2 – SSH into the server, I assume you know how to do this since it’s Linux and if now well go look online and come back when you’re in :P
3 – Migrate to your VM storage area. This might take some poking around. The server I was working on was in:
…so, if you cd /, then cd vmfs/volumes, then do an “ls -la” or just “ls” you might see a few folders with LONG numbers. One of these (ore more really, I only had one) are where your VM’s are stored!
4 – Now, you need to “cd” to your VM folder for your VM’s that you want to shrink / convert from thick to thin.
5 – Run this command and wait – note that it DOES in fact take a hit on your server performance, I think it’s doing some serious disk i/o: vmkfstools -i old_vms_name.vmdk -d thin new_vms_name.vmdk
6 – This is where I got a but stumped on number 5 – I kept looking at the actual VMDK file for the guest OS, really what I wanted was the name of the tiny VMDK file that DEFINES what the bigger thick VMDK is! That’s what tells vmkfstools what the heck it is and HOW to convert it :-)
Special thanks to this site and TooMeeK for the help on this: Tutorial and TooMeeK’s comment was the fix!
7 – Then – when done, go into your VCenter, delete the current OS disk (it’s ok you’re not really “deleting” it :P) and then add a new disk, go find your VM’s folder on the store and inside that folder there’s your newly converted THIN disk! Add it, button it up with however many next’s and OK’s you have. Then go start your VM. Magic!

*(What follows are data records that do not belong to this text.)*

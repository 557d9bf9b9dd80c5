//! Enemies module - enemy models following the simulated enemies.

mod components;
mod plugin;
mod sync;

pub use components::*;
pub use plugin::EnemyPlugin;
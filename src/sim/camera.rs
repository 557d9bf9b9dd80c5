//! Third-person follow camera.

use bevy::math::Vec3;

use super::config::GameConfig;

/// Camera that eases toward a point trailing the player.
#[derive(Debug, Clone, PartialEq)]
pub struct FollowCamera {
    pub position: Vec3,
    pub look_at: Vec3,
}

impl FollowCamera {
    pub fn new(config: &GameConfig) -> Self {
        Self {
            position: config.camera_start(),
            look_at: Vec3::ZERO,
        }
    }

    /// Point the camera is easing toward.
    pub fn target(player: Vec3, config: &GameConfig) -> Vec3 {
        Vec3::new(
            player.x,
            player.y + config.camera_height,
            player.z + config.camera_distance,
        )
    }

    /// Close a fixed fraction of the remaining distance to the target.
    pub fn follow(&mut self, player: Vec3, config: &GameConfig) {
        let target = Self::target(player, config);
        self.position += (target - self.position) * config.camera_smoothing;
        self.look_at = player + Vec3::Y * config.camera_look_height;
    }
}
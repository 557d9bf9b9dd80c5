//! World plugin - static scenery and shared prefab assets.

use bevy::prelude::*;

use super::prefabs::setup_humanoid_assets;
use super::scenery::setup_scenery;

/// World plugin - builds the meadow and the assets humanoids are made from.
pub struct WorldPlugin;

impl Plugin for WorldPlugin {
    fn build(&self, app: &mut App) {
        app.add_systems(Startup, (setup_humanoid_assets, setup_scenery));
    }
}
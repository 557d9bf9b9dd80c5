//! Enemy model systems.
//!
//! Pursuit, contact damage and the hit bob are all decided by the session;
//! these systems keep one model per live enemy and copy its pose across.

use std::collections::HashMap;

use bevy::prelude::*;

use super::components::Enemy;
use crate::core::{GameEvent, Session, SessionEntity};
use crate::sim::{EnemyState, SessionEvent};
use crate::world::{spawn_humanoid, HumanoidAssets};

/// Give every newly spawned enemy a model.
pub fn spawn_enemy_models(
    mut commands: Commands,
    mut events: EventReader<GameEvent>,
    assets: Res<HumanoidAssets>,
) {
    for GameEvent(event) in events.read() {
        let SessionEvent::EnemySpawned { id, position } = event else {
            continue;
        };

        spawn_humanoid(
            &mut commands,
            &assets,
            &assets.enemy,
            Transform::from_translation(*position),
            (Enemy { id: *id }, SessionEntity),
        );
    }
}

/// Remove the models of killed enemies.
pub fn despawn_killed_enemies(
    mut commands: Commands,
    mut events: EventReader<GameEvent>,
    enemy_query: Query<(Entity, &Enemy)>,
) {
    for GameEvent(event) in events.read() {
        let SessionEvent::EnemyKilled { id } = event else {
            continue;
        };

        for (entity, enemy) in enemy_query.iter() {
            if enemy.id == *id {
                commands.entity(entity).despawn_recursive();
            }
        }
    }
}

/// Copy each enemy's drawn position (including hit bob) and yaw.
pub fn sync_enemy_transforms(
    session: Res<Session>,
    mut enemy_query: Query<(&Enemy, &mut Transform)>,
) {
    let states: HashMap<_, &EnemyState> = session.enemies.iter().map(|e| (e.id, e)).collect();

    for (enemy, mut transform) in enemy_query.iter_mut() {
        let Some(state) = states.get(&enemy.id) else {
            continue;
        };

        transform.translation = state.render_position();
        transform.rotation = Quat::from_rotation_y(state.yaw);
    }
}
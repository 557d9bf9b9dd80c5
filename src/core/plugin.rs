//! Core plugin that sets up game states, events, and the session tick.

use bevy::prelude::*;

use super::events::*;
use super::session::*;
use super::states::*;
use crate::sim::GameConfig;

/// Core plugin - must be added first as other plugins depend on it.
///
/// This plugin sets up:
/// - Game states (Playing, GameOver)
/// - Global events (GameEvent, RestartRequested, SessionRestarted)
/// - The `Session` resource, unless one was inserted beforehand
/// - The fixed-rate tick and per-frame event publishing
pub struct CorePlugin;

impl Plugin for CorePlugin {
    fn build(&self, app: &mut App) {
        if !app.world().contains_resource::<Session>() {
            app.insert_resource(Session::new(GameConfig::load()));
        }
        let tick_rate = app.world().resource::<Session>().config.tick_rate_hz;

        app
            .init_state::<GameState>()

            .add_event::<GameEvent>()
            .add_event::<RestartRequested>()
            .add_event::<SessionRestarted>()

            // One simulation tick per fixed step, independent of display rate
            .insert_resource(Time::<Fixed>::from_hz(tick_rate))
            .add_systems(
                FixedUpdate,
                tick_session.run_if(in_state(GameState::Playing)),
            )

            .configure_sets(
                Update,
                (
                    SessionSet::Input,
                    SessionSet::Attack,
                    SessionSet::Restart,
                    SessionSet::Publish,
                    SessionSet::Present,
                )
                    .chain(),
            )
            .add_systems(Update, restart_session.in_set(SessionSet::Restart))
            .add_systems(Update, publish_session_events.in_set(SessionSet::Publish));
    }
}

I was very cautious about everything and I even backed up my VM’s with the “gzip” command. “gzip yourvm.vmdk”. It can take a LONG time depending on your disk config. For me, I had an 80 gig VM shrink down to just a few gig zipped, then you can “download” it from the VCenter app you use to manage your server. This is a technique to manually back up your raw images. It’s tedious to say the least but at least you know you have a solid backup before you try and take VMWare server from 4.0 to 5.0 or 5.1. Sometimes caution and tediousness pay off!